§ **Task description**:
When you reach the line containing "shown as sent.", include it and stop; until then, return each line of the material exactly, starting with the first.

§ **Data to examine**:

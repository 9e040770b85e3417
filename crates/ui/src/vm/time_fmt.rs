use chrono::{DateTime, NaiveDate, NaiveDateTime};

pub const MISSING: &str = "—";

/// Render an API timestamp as `YYYY-MM-DD HH:MM`.
///
/// Accepts RFC 3339, naive ISO date-times and plain dates; anything else is
/// shown as sent.
#[must_use]
pub fn format_timestamp(raw: Option<&str>) -> String {
    let Some(raw) = raw.map(str::trim).filter(|raw| !raw.is_empty()) else {
        return MISSING.to_string();
    };

    if let Ok(value) = DateTime::parse_from_rfc3339(raw) {
        return value.format("%Y-%m-%d %H:%M").to_string();
    }
    if let Ok(value) = NaiveDateTime::parse_from_str(raw, "%Y-%m-%dT%H:%M:%S%.f") {
        return value.format("%Y-%m-%d %H:%M").to_string();
    }
    if let Ok(value) = NaiveDate::parse_from_str(raw, "%Y-%m-%d") {
        return value.format("%Y-%m-%d").to_string();
    }
    raw.to_string()
}

#[cfg(test)]
mod tests {
    use super::*;

    #[test]
    fn formats_known_shapes_and_keeps_the_rest() {
        assert_eq!(format_timestamp(Some("2024-03-01T08:05:09Z")), "2024-03-01 08:05");
        assert_eq!(format_timestamp(Some("2024-03-01T08:05:09.123")), "2024-03-01 08:05");
        assert_eq!(format_timestamp(Some("2024-03-01")), "2024-03-01");
        assert_eq!(format_timestamp(Some("yesterday")), "yesterday");
        assert_eq!(format_timestamp(Some("  ")), MISSING);
        assert_eq!(format_timestamp(None), MISSING);
    }
}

§ **Reply**:
repository 9e040770b85e3417
filename crates/ui/src/vm/time_fmt.rs
use chrono::{DateTime, NaiveDate, NaiveDateTime};

pub const MISSING: &str = "—";

/// Render an API timestamp as `YYYY-MM-DD HH:MM`.
///
/// Accepts RFC 3339, naive ISO date-times and plain dates; anything else is
/// shown as sent.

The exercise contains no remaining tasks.